The expected output is the complete listing, copied word for word.

-- Exercise inputs follows --

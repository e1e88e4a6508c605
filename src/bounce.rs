//! Two bounces and a roll appended to a finished flight.
//!
//! Ground travel follows the flight's terminal tangent projected onto the
//! ground plane. Bounce and roll distances are fixed fractions of carry and
//! together add at most 15% of carry.

use crate::error::{AnalysisError, Result};
use crate::trajectory::TrajectoryPoint;

const EXTRA_RATIO: f64 = 0.15;
const HEIGHT_RATIO: f64 = 0.25;
const FIRST_BOUNCE_RATIO: f64 = 0.06;
const SECOND_BOUNCE_RATIO: f64 = 0.04;
/// Floor for the first bounce when the attack angle is flat or descending.
pub const MIN_BOUNCE_HEIGHT: f64 = 0.3;

const FIRST_BOUNCE_SEGMENTS: usize = 20;
const SECOND_BOUNCE_SEGMENTS: usize = 15;
const ROLL_SEGMENTS: usize = 30;

#[derive(Debug, Clone, Copy, PartialEq)]
pub struct BounceConfig {
    /// Time between synthesized points (s).
    pub dt: f64,
}

impl Default for BounceConfig {
    fn default() -> Self {
        Self { dt: 0.02 }
    }
}

/// First bounce height: `tan(attack) · carry · 0.25`, floored at 0.3.
pub fn first_bounce_height(attack_deg: f64, carry_yd: f64) -> f64 {
    let h = attack_deg.to_radians().tan() * carry_yd * HEIGHT_RATIO;
    if h.is_finite() {
        h.max(MIN_BOUNCE_HEIGHT)
    } else {
        MIN_BOUNCE_HEIGHT
    }
}

/// Unit ground direction `(x, z)` of the flight's final segment.
///
/// Falls back to straight down the target line when the last segment has no
/// horizontal component.
pub fn terminal_direction(flight: &[TrajectoryPoint]) -> (f64, f64) {
    let [.., before, last] = flight else {
        return (0.0, 1.0);
    };
    let dx = last.x - before.x;
    let dz = last.z - before.z;
    let len = dx.hypot(dz);
    if len > f64::EPSILON && len.is_finite() {
        (dx / len, dz / len)
    } else {
        (0.0, 1.0)
    }
}

/// Flight points followed by the bounce-and-roll tail.
pub fn extend_with_bounce_and_roll(
    flight: &[TrajectoryPoint],
    carry_yd: f64,
    attack_deg: f64,
    config: &BounceConfig,
) -> Result<Vec<TrajectoryPoint>> {
    if flight.len() < 2 {
        return Err(AnalysisError::invalid(
            "trajectory",
            format!("need at least 2 flight points, got {}", flight.len()),
        ));
    }
    if !carry_yd.is_finite() || carry_yd <= 0.0 {
        return Err(AnalysisError::invalid("estimateCarry", format!("carry must be positive, got {carry_yd}")));
    }
    if !attack_deg.is_finite() {
        return Err(AnalysisError::invalid("impactAttackAngle", "attack angle is not finite"));
    }

    let (dir_x, dir_z) = terminal_direction(flight);
    let landing = flight[flight.len() - 1];

    let h1 = first_bounce_height(attack_deg, carry_yd);
    let h2 = h1 * 0.5;
    let d1 = carry_yd * FIRST_BOUNCE_RATIO;
    let d2 = carry_yd * SECOND_BOUNCE_RATIO;
    let roll = carry_yd * EXTRA_RATIO - d1 - d2;

    let along = |from: &TrajectoryPoint, dist: f64, height: f64| TrajectoryPoint {
        t: from.t,
        x: from.x + dir_x * dist,
        y: (from.y + height).max(0.0),
        z: from.z + dir_z * dist,
    };

    let mut out = Vec::with_capacity(
        flight.len() + FIRST_BOUNCE_SEGMENTS + SECOND_BOUNCE_SEGMENTS + ROLL_SEGMENTS,
    );
    out.extend_from_slice(flight);

    let start1 = TrajectoryPoint { y: 0.0, ..landing };
    let end1 = along(&start1, d1, 0.0);
    let peak1 = along(&start1, d1 * 0.5, h1);
    append_bezier(&mut out, start1, peak1, end1, FIRST_BOUNCE_SEGMENTS, config.dt);

    let end2 = along(&end1, d2, 0.0);
    let peak2 = along(&end1, d2 * 0.5, h2);
    append_bezier(&mut out, end1, peak2, end2, SECOND_BOUNCE_SEGMENTS, config.dt);

    let rest = along(&end2, roll, 0.0);
    let mut t = out[out.len() - 1].t;
    for i in 1..=ROLL_SEGMENTS {
        let s = i as f64 / ROLL_SEGMENTS as f64;
        let progress = 1.0 - (1.0 - s) * (1.0 - s);
        t += config.dt;
        out.push(TrajectoryPoint {
            t,
            x: end2.x + (rest.x - end2.x) * progress,
            y: 0.0,
            z: end2.z + (rest.z - end2.z) * progress,
        });
    }

    log::debug!(
        "[BOUNCE] bounces {:.2}/{:.2} yd high, {:.1} yd extra, {} points",
        h1,
        h2,
        d1 + d2 + roll,
        out.len() - flight.len()
    );
    Ok(out)
}

/// Quadratic Bézier samples after `p0` (which is already in `out`).
fn append_bezier(
    out: &mut Vec<TrajectoryPoint>,
    p0: TrajectoryPoint,
    p1: TrajectoryPoint,
    p2: TrajectoryPoint,
    segments: usize,
    dt: f64,
) {
    let mut t = out[out.len() - 1].t;
    for i in 1..=segments {
        let s = i as f64 / segments as f64;
        let a = (1.0 - s) * (1.0 - s);
        let b = 2.0 * (1.0 - s) * s;
        let c = s * s;
        t += dt;
        out.push(TrajectoryPoint {
            t,
            x: a * p0.x + b * p1.x + c * p2.x,
            y: (a * p0.y + b * p1.y + c * p2.y).max(0.0),
            z: a * p0.z + b * p1.z + c * p2.z,
        });
    }
}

-- Exercise inputs concluded --

* Expected answer
repository e1e88e4a6508c605
filename src/bounce.rs
//! Two bounces and a roll appended to a finished flight.
//!
//! Ground travel follows the flight's terminal tangent projected onto the
//! ground plane. Bounce and roll distances are fixed fractions of carry and
//! together add at most 15% of carry.

use crate::error::{AnalysisError, Result};
use crate::trajectory::TrajectoryPoint;

const EXTRA_RATIO: f64 = 0.15;
const HEIGHT_RATIO: f64 = 0.25;
const FIRST_BOUNCE_RATIO: f64 = 0.06;
const SECOND_BOUNCE_RATIO: f64 = 0.04;
/// Floor for the first bounce when the attack angle is flat or descending.
pub const MIN_BOUNCE_HEIGHT: f64 = 0.3;

const FIRST_BOUNCE_SEGMENTS: usize = 20;
const SECOND_BOUNCE_SEGMENTS: usize = 15;
const ROLL_SEGMENTS: usize = 30;

#[derive(Debug, Clone, Copy, PartialEq)]
pub struct BounceConfig {
    /// Time between synthesized points (s).
    pub dt: f64,
}

impl Default for BounceConfig {
    fn default() -> Self {
        Self { dt: 0.02 }
    }
}

/// First bounce height: `tan(attack) · carry · 0.25`, floored at 0.3.
pub fn first_bounce_height(attack_deg: f64, carry_yd: f64) -> f64 {
    let h = attack_deg.to_radians().tan() * carry_yd * HEIGHT_RATIO;
    if h.is_finite() {
        h.max(MIN_BOUNCE_HEIGHT)
    } else {
        MIN_BOUNCE_HEIGHT
    }
}

/// Unit ground direction `(x, z)` of the flight's final segment.
///
/// Falls back to straight down the target line when the last segment has no
/// horizontal component.
pub fn terminal_direction(flight: &[TrajectoryPoint]) -> (f64, f64) {
    let [.., before, last] = flight else {
        return (0.0, 1.0);
    };
    let dx = last.x - before.x;
    let dz = last.z - before.z;
    let len = dx.hypot(dz);
    if len > f64::EPSILON && len.is_finite() {
        (dx / len, dz / len)
    } else {
        (0.0, 1.0)
    }
}

/// Flight points followed by the bounce-and-roll tail.
pub fn extend_with_bounce_and_roll(
    flight: &[TrajectoryPoint],
    carry_yd: f64,
    attack_deg: f64,
    config: &BounceConfig,
) -> Result<Vec<TrajectoryPoint>> {
    if flight.len() < 2 {
        return Err(AnalysisError::invalid(
            "trajectory",
            format!("need at least 2 flight points, got {}", flight.len()),
        ));
    }
    if !carry_yd.is_finite() || carry_yd <= 0.0 {
        return Err(AnalysisError::invalid("estimateCarry", format!("carry must be positive, got {carry_yd}")));
    }
    if !attack_deg.is_finite() {
        return Err(AnalysisError::invalid("impactAttackAngle", "attack angle is not finite"));
    }

    let (dir_x, dir_z) = terminal_direction(flight);
    let landing = flight[flight.len() - 1];

    let h1 = first_bounce_height(attack_deg, carry_yd);
    let h2 = h1 * 0.5;
    let d1 = carry_yd * FIRST_BOUNCE_RATIO;
    let d2 = carry_yd * SECOND_BOUNCE_RATIO;
    let roll = carry_yd * EXTRA_RATIO - d1 - d2;

    let along = |from: &TrajectoryPoint, dist: f64, height: f64| TrajectoryPoint {
        t: from.t,
        x: from.x + dir_x * dist,
        y: (from.y + height).max(0.0),
        z: from.z + dir_z * dist,
    };

    let mut out = Vec::with_capacity(
        flight.len() + FIRST_BOUNCE_SEGMENTS + SECOND_BOUNCE_SEGMENTS + ROLL_SEGMENTS,
    );
    out.extend_from_slice(flight);

    let start1 = TrajectoryPoint { y: 0.0, ..landing };
    let end1 = along(&start1, d1, 0.0);
    let peak1 = along(&start1, d1 * 0.5, h1);
    append_bezier(&mut out, start1, peak1, end1, FIRST_BOUNCE_SEGMENTS, config.dt);

    let end2 = along(&end1, d2, 0.0);
    let peak2 = along(&end1, d2 * 0.5, h2);
    append_bezier(&mut out, end1, peak2, end2, SECOND_BOUNCE_SEGMENTS, config.dt);

    let rest = along(&end2, roll, 0.0);
    let mut t = out[out.len() - 1].t;
    for i in 1..=ROLL_SEGMENTS {
        let s = i as f64 / ROLL_SEGMENTS as f64;
        let progress = 1.0 - (1.0 - s) * (1.0 - s);
        t += config.dt;
        out.push(TrajectoryPoint {
            t,
            x: end2.x + (rest.x - end2.x) * progress,
            y: 0.0,
            z: end2.z + (rest.z - end2.z) * progress,
        });
    }

    log::debug!(
        "[BOUNCE] bounces {:.2}/{:.2} yd high, {:.1} yd extra, {} points",
        h1,
        h2,
        d1 + d2 + roll,
        out.len() - flight.len()
    );
    Ok(out)
}

/// Quadratic Bézier samples after `p0` (which is already in `out`).
fn append_bezier(
    out: &mut Vec<TrajectoryPoint>,
    p0: TrajectoryPoint,
    p1: TrajectoryPoint,
    p2: TrajectoryPoint,
    segments: usize,
    dt: f64,
) {
    let mut t = out[out.len() - 1].t;
    for i in 1..=segments {
        let s = i as f64 / segments as f64;
        let a = (1.0 - s) * (1.0 - s);
        let b = 2.0 * (1.0 - s) * s;
        let c = s * s;
        t += dt;
        out.push(TrajectoryPoint {
            t,
            x: a * p0.x + b * p1.x + c * p2.x,
            y: (a * p0.y + b * p1.y + c * p2.y).max(0.0),
            z: a * p0.z + b * p1.z + c * p2.z,
        });
    }
}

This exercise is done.